Lab data are provided by BWB in a single EXCEL spreadsheet. However, its structure
often changes in case it is updated by BWB, making an automated importing using
R impossible without adapting the import functions. Thus lab data were not
integrated in the R tool for this site.
```{block2 type="rmdwarning"}
The high temporal high resolution (~ seconds) of the operational data for both
Berlin pilot plants resulted in large data amounts (~ 10 million data points
per month), which required an large effort to optimise the performance of the
R reporting tool in oorder to enable the visualisation of the pilot plant`s raw
data for its test operation period (~ 18 months) on computers with limited RAM
ressources (~ 8-12 GB).
```
The R tool is used by KWB (for the sites [Berlin-Schönerlinde](http://aquanes-h2020.eu/Default.aspx?t=1666)

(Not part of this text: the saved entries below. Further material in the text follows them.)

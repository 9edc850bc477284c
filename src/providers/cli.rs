use super::*;
use anyhow::Context;
use std::path::PathBuf;
use std::process::Stdio;
use tokio::process::Command;

const PROMPT_PLACEHOLDER: &str = "{prompt}";
const MODEL_PLACEHOLDER: &str = "{model}";

/// Runs a local model CLI once per completion. The conversation is flattened
/// into `role: content` lines and passed where `{prompt}` appears in `args`,
/// or appended as the last argument.
pub struct CliProvider {
    name: String,
    program: PathBuf,
    args: Vec<String>,
}

impl CliProvider {
    pub fn new(name: &str, config: ProviderConfig) -> Result<Self> {
        let command = config
            .command
            .ok_or_else(|| ProviderError::InvalidConfig(format!("provider '{}' has no command", name)))?;
        let program = which::which(&command)
            .with_context(|| format!("Command '{}' for provider '{}' not found", command, name))?;

        Ok(Self {
            name: name.to_string(),
            program,
            args: config.args,
        })
    }

    pub fn flatten(messages: &[Message]) -> String {
        messages
            .iter()
            .map(|m| format!("{}: {}", m.role.as_str(), m.content))
            .collect::<Vec<_>>()
            .join("\n")
    }

    fn build_args(&self, prompt: &str, model: &str) -> Vec<String> {
        let mut placed = false;
        let mut args: Vec<String> = self
            .args
            .iter()
            .map(|arg| {
                if arg.contains(PROMPT_PLACEHOLDER) {
                    placed = true;
                }
                arg.replace(PROMPT_PLACEHOLDER, prompt)
                    .replace(MODEL_PLACEHOLDER, model)
            })
            .collect();
        if !placed {
            args.push(prompt.to_string());
        }
        args
    }
}

#[async_trait]
impl LlmProvider for CliProvider {
    fn name(&self) -> &str {
        &self.name
    }

    async fn generate(&self, messages: &[Message], config: &GenerationConfig) -> Result<String> {
        let prompt = Self::flatten(messages);
        let mut cmd = Command::new(&self.program);
        cmd.args(self.build_args(&prompt, &config.model))
            .stdin(Stdio::null())
            .stdout(Stdio::piped())
            .stderr(Stdio::piped())
            .kill_on_drop(true);

        tracing::debug!(provider = %self.name, "Running {}", self.program.display());
        let output = cmd
            .output()
            .await
            .with_context(|| format!("Failed to run {}", self.program.display()))?;

        if !output.status.success() {
            return Err(ProviderError::Cli {
                status: output.status.to_string(),
                stderr: String::from_utf8_lossy(&output.stderr).trim().to_string(),
            }
            .into());
        }

        let text = String::from_utf8_lossy(&output.stdout).trim().to_string();
        if text.is_empty() {
            return Err(ProviderError::EmptyResponse(self.name.clone()).into());
        }
        Ok(text)
    }
}
use anyhow::{anyhow, Context, Result};
use serde::{Deserialize, Serialize};
use serde_json::Value;
use std::collections::HashMap;
use std::process::Stdio;
use std::sync::atomic::{AtomicU64, Ordering};
use tokio::io::{AsyncBufReadExt, AsyncWriteExt, BufReader, Lines};
use tokio::process::{Child, ChildStdin, ChildStdout, Command};
use tokio::sync::Mutex;

pub const PROTOCOL_VERSION: &str = "2024-11-05";

/// How to launch one external tool server.
#[derive(Debug, Clone, Serialize, Deserialize, PartialEq)]
pub struct ServerLaunchSpec {
    pub command: String,
    #[serde(default)]
    pub args: Vec<String>,
    #[serde(default)]
    pub env: HashMap<String, String>,
}

#[derive(Debug, Serialize)]
struct JsonRpcRequest<'a> {
    jsonrpc: &'static str,
    id: u64,
    method: &'a str,
    params: Value,
}

#[derive(Debug, Serialize)]
struct JsonRpcNotification<'a> {
    jsonrpc: &'static str,
    method: &'a str,
    params: Value,
}

/// Any line the server sends. Responses carry `id` plus `result` or `error`;
/// notifications and server-initiated requests carry `method`.
#[derive(Debug, Deserialize)]
struct JsonRpcMessage {
    #[serde(default)]
    id: Option<Value>,
    #[serde(default)]
    method: Option<String>,
    #[serde(default)]
    result: Option<Value>,
    #[serde(default)]
    error: Option<JsonRpcError>,
}

#[derive(Debug, Deserialize)]
struct JsonRpcError {
    code: i64,
    message: String,
}

/// A capability advertised by `tools/list`.
#[derive(Debug, Clone, Serialize, Deserialize)]
pub struct RemoteTool {
    pub name: String,
    #[serde(default)]
    pub description: Option<String>,
    #[serde(default, alias = "inputSchema")]
    pub input_schema: Value,
}

#[derive(Debug, Clone, Deserialize)]
pub struct CallToolResult {
    #[serde(default)]
    pub content: Vec<Value>,
    #[serde(default, rename = "isError")]
    pub is_error: bool,
}

impl CallToolResult {
    /// Joins text blocks; falls back to the raw JSON if anything else is present.
    pub fn to_text(&self) -> String {
        let texts: Option<Vec<String>> = self
            .content
            .iter()
            .map(|block| match block.get("type").and_then(Value::as_str) {
                Some("text") => block.get("text").and_then(Value::as_str).map(str::to_string),
                _ => None,
            })
            .collect();

        match texts {
            Some(texts) => texts.join("\n"),
            None => Value::Array(self.content.clone()).to_string(),
        }
    }
}

struct ServerIo {
    child: Child,
    stdin: ChildStdin,
    stdout: Lines<BufReader<ChildStdout>>,
}

/// One running tool server process. Requests are serialised: the I/O lock is
/// held from writing a request until its response line has been read.
pub struct ToolServer {
    name: String,
    io: Mutex<ServerIo>,
    next_id: AtomicU64,
}

impl ToolServer {
    pub async fn spawn(name: &str, spec: &ServerLaunchSpec) -> Result<Self> {
        let mut cmd = Command::new(&spec.command);
        cmd.args(&spec.args)
            .envs(&spec.env)
            .stdin(Stdio::piped())
            .stdout(Stdio::piped())
            .stderr(Stdio::piped())
            .kill_on_drop(true);

        let mut child = cmd
            .spawn()
            .with_context(|| format!("Failed to launch tool server '{}' ({})", name, spec.command))?;

        let stdin = child.stdin.take().ok_or_else(|| anyhow!("No stdin on tool server '{}'", name))?;
        let stdout = child.stdout.take().ok_or_else(|| anyhow!("No stdout on tool server '{}'", name))?;

        if let Some(stderr) = child.stderr.take() {
            let server = name.to_string();
            tokio::spawn(async move {
                let mut lines = BufReader::new(stderr).lines();
                while let Ok(Some(line)) = lines.next_line().await {
                    tracing::debug!(server = %server, "{}", line);
                }
            });
        }

        Ok(Self {
            name: name.to_string(),
            io: Mutex::new(ServerIo {
                child,
                stdin,
                stdout: BufReader::new(stdout).lines(),
            }),
            next_id: AtomicU64::new(1),
        })
    }

    pub fn name(&self) -> &str {
        &self.name
    }

    /// Protocol handshake: `initialize` followed by the `initialized` notification.
    pub async fn initialize(&self) -> Result<Value> {
        let params = serde_json::json!({
            "protocolVersion": PROTOCOL_VERSION,
            "capabilities": {},
            "clientInfo": {
                "name": env!("CARGO_PKG_NAME"),
                "version": env!("CARGO_PKG_VERSION"),
            }
        });
        let response = self.request("initialize", params).await?;
        self.notify("notifications/initialized", serde_json::json!({})).await?;
        Ok(response)
    }

    async fn write_line(io: &mut ServerIo, line: String) -> Result<()> {
        io.stdin.write_all(line.as_bytes()).await?;
        io.stdin.write_all(b"\n").await?;
        io.stdin.flush().await?;
        Ok(())
    }

    pub async fn request(&self, method: &str, params: Value) -> Result<Value> {
        let id = self.next_id.fetch_add(1, Ordering::SeqCst);
        let line = serde_json::to_string(&JsonRpcRequest {
            jsonrpc: "2.0",
            id,
            method,
            params,
        })?;

        let mut io = self.io.lock().await;
        Self::write_line(&mut io, line)
            .await
            .with_context(|| format!("Failed to send '{}' to tool server '{}'", method, self.name))?;

        loop {
            let line = io
                .stdout
                .next_line()
                .await?
                .ok_or_else(|| anyhow!("Tool server '{}' closed its output", self.name))?;
            if line.trim().is_empty() {
                continue;
            }

            let message: JsonRpcMessage = match serde_json::from_str(&line) {
                Ok(message) => message,
                Err(_) => {
                    tracing::debug!(server = %self.name, "Ignoring non-protocol line: {}", line);
                    continue;
                }
            };

            if let Some(method) = &message.method {
                tracing::debug!(server = %self.name, "Ignoring server message: {}", method);
                continue;
            }
            if message.id.as_ref().and_then(Value::as_u64) != Some(id) {
                continue;
            }
            if let Some(error) = message.error {
                return Err(anyhow!("{} error {}: {}", method, error.code, error.message));
            }
            return Ok(message.result.unwrap_or(Value::Null));
        }
    }

    pub async fn notify(&self, method: &str, params: Value) -> Result<()> {
        let line = serde_json::to_string(&JsonRpcNotification {
            jsonrpc: "2.0",
            method,
            params,
        })?;
        let mut io = self.io.lock().await;
        Self::write_line(&mut io, line).await
    }

    /// Capability discovery, following `nextCursor` pages.
    pub async fn list_tools(&self) -> Result<Vec<RemoteTool>> {
        let mut tools = Vec::new();
        let mut cursor: Option<String> = None;

        loop {
            let params = match &cursor {
                Some(cursor) => serde_json::json!({ "cursor": cursor }),
                None => serde_json::json!({}),
            };
            let response = self.request("tools/list", params).await?;
            let page = response
                .get("tools")
                .and_then(Value::as_array)
                .ok_or_else(|| anyhow!("Invalid tools/list response from '{}'", self.name))?;

            for entry in page {
                match serde_json::from_value::<RemoteTool>(entry.clone()) {
                    Ok(tool) => tools.push(tool),
                    Err(e) => tracing::warn!(server = %self.name, "Skipping malformed tool entry: {}", e),
                }
            }

            cursor = response
                .get("nextCursor")
                .and_then(Value::as_str)
                .map(str::to_string);
            if cursor.is_none() {
                return Ok(tools);
            }
        }
    }

    pub async fn call_tool(&self, name: &str, arguments: Value) -> Result<CallToolResult> {
        let params = serde_json::json!({ "name": name, "arguments": arguments });
        let response = self.request("tools/call", params).await?;
        serde_json::from_value(response)
            .with_context(|| format!("Failed to parse tools/call result from '{}'", self.name))
    }

    pub async fn shutdown(&self) -> Result<()> {
        let mut io = self.io.lock().await;
        io.child.kill().await?;
        Ok(())
    }
}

and [Berlin-Tiefwerder](http://aquanes-h2020.eu/Default.aspx?t=1576)) regulary
for assessing the pilot plants` operational performance interactively. In addition
for an advanced assessment only the data importing and aggregation routines and
combined with R scripts developed by KWB students.
For the other two pilot plant sites [Haridwar](http://aquanes-h2020.eu/Default.aspx?t=1668)
and [Basel Lange-Erlen](http://aquanes-h2020.eu/Default.aspx?t=1663) the AQUANES
project partners use the automated R reporting tool in a similar way.